Although this blog is the product of amateurism, I have often wondered what the Association of Eastern European and Eurasian Studies annual conference looks like.  This year, with the conference only twenty minutes from my campus in downtown Chicago, I felt obligated to finally attend.  The experience of sitting in professional panels and roundtables was both exhilarating and intimating.  I realized how of course how far my blog is from anything even approaching original research.  In fact, I was once again reminded of the character in Don DeLillo's short novel, White Noise, who founds the interdisciplinary field of Hitler Studies but can't read a word of German.

In any event, it was good to see how scholars of Russia and the Soviet Union talk to one another.  Intimidated by the erudition and professional expertise of both the presenters and the attendees, I scarcely asked a question of anyone.  In fact, with some discomfiture I realized how community college students must feel when they enter my office, the office of a dean, with little prior postsecondary experience.

On the bright side, it was wonderful to be at this conference in the centenary year of the Revolution, and to hear Laura Engelstein and other major scholars discuss the historiography of 1917 at this particularly significant moment in time.  I was particularly impressed by panels on nationalism in Eastern Europe in 1918,  masculinity in the Soviet Union of the postwar era, and biographies that cross the revolutionary divide.
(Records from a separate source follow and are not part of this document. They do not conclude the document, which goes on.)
//! Errors raised while building geometries, converting grids or generating puzzles
#[cfg(doc)]
use crate::{generator, Geometry, Grid};

/// A cell address that lies outside the grid.
#[derive(Copy, Clone, Debug, PartialEq, Eq, Hash, thiserror::Error)]
#[error("cell {cell} is out of range for a grid of {cells} cells")]
pub struct CellOutOfRange {
    /// The offending address
    pub cell: usize,
    /// Number of cells in the grid
    pub cells: usize,
}

/// Error for [`Geometry::builder`] and [`Geometry::from_houses`]
#[derive(Clone, Debug, PartialEq, Eq, thiserror::Error)]
pub enum GeometryError {
    /// Grids hold between 1 and 256 cells.
    #[error("cell count {0} is outside of 1..=256")]
    CellCount(usize),
    /// Grids hold between 1 and 32 digits.
    #[error("digit count {0} is outside of 1..=32")]
    DigitCount(u8),
    /// Every digit has to appear equally often.
    #[error("{cells} cells cannot be split evenly between {digits} digits")]
    Indivisible {
        /// Number of cells
        cells: usize,
        /// Number of digits
        digits: u8,
    },
    /// A shading was built for a grid of a different size.
    #[error("shading covers {found} cells, expected {expected}")]
    UniverseMismatch {
        /// Cell count of the geometry
        expected: usize,
        /// Cell count of the shading
        found: usize,
    },
    /// A cell address outside of the grid was referenced.
    #[error(transparent)]
    CellOutOfRange(#[from] CellOutOfRange),
    /// No houses were declared, so the grid size is unknown.
    #[error("geometry declares no houses")]
    NoHouses,
    /// Houses must contain exactly one cell per digit.
    #[error("house {index} contains {size} cells instead of {digits}")]
    HouseSize {
        /// Position of the house in declaration order
        index: usize,
        /// Number of cells in the house
        size: usize,
        /// Number of digits
        digits: u8,
    },
    /// Every cell has to belong to at least one house.
    #[error("cell {0} is not part of any house")]
    UncoveredCell(usize),
    /// Adjacency is declared pairwise.
    #[error("adjacency entry {index} contains {size} cells instead of 2")]
    Adjacency {
        /// Position of the entry in declaration order
        index: usize,
        /// Number of cells in the entry
        size: usize,
    },
}

/// Error for [`Grid::from_values`]
#[derive(Copy, Clone, Debug, PartialEq, Eq, Hash, thiserror::Error)]
pub enum FromValuesError {
    /// Grids hold at most 256 cells.
    #[error("value slice should have length 1..=256, found {0}")]
    WrongLength(usize),
    /// Values range from 0 (open) to the digit count.
    #[error("cell {cell} contains {value}, which is larger than {digits}")]
    ValueOutOfRange {
        /// Cell of the offending value
        cell: usize,
        /// The offending value
        value: u8,
        /// Number of digits
        digits: u8,
    },
}

/// A cell ran out of candidates during propagation.
#[derive(Copy, Clone, Debug, PartialEq, Eq, Hash, thiserror::Error)]
#[error("cell {cell} has no candidates left")]
pub struct Contradiction {
    /// The first cell found without candidates
    pub cell: usize,
}

/// Error for the functions in [`generator`]
#[derive(Copy, Clone, Debug, PartialEq, Eq, Hash, thiserror::Error)]
pub enum GenerationError {
    /// Random region growth kept painting itself into a corner.
    #[error("gave up after {attempts} attempts")]
    RetriesExhausted {
        /// Size of the retry budget
        attempts: usize,
    },
    /// The geometry admits no filled grid.
    #[error("geometry has no solution")]
    Unsolvable,
}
When I told my wife, a well-published professor of electrical engineering, of my experience at the conference, she asked me why I had attended at all.  Her point was that professional conferences are usually geared toward specialists rather than community college administrators who spoke not a lick of Russian and hadn't taught a class in several years, and had in fact never taught a specialized class in Russian history.  She of course had a point, and certainly I immediately wondered whether it would make sense to attend again, insofar as I didn't even know enough attendees to network properly.  On the other hand, coming home from the conference, I reflected on that fact that writing this blog has at least positioned me as the kind of generalist who could comfortably attend sessions in a variety of areas on all manner of subjects.  Being a generalist doesn't lead to publications, but it can perhaps make for an enjoyable conference experience.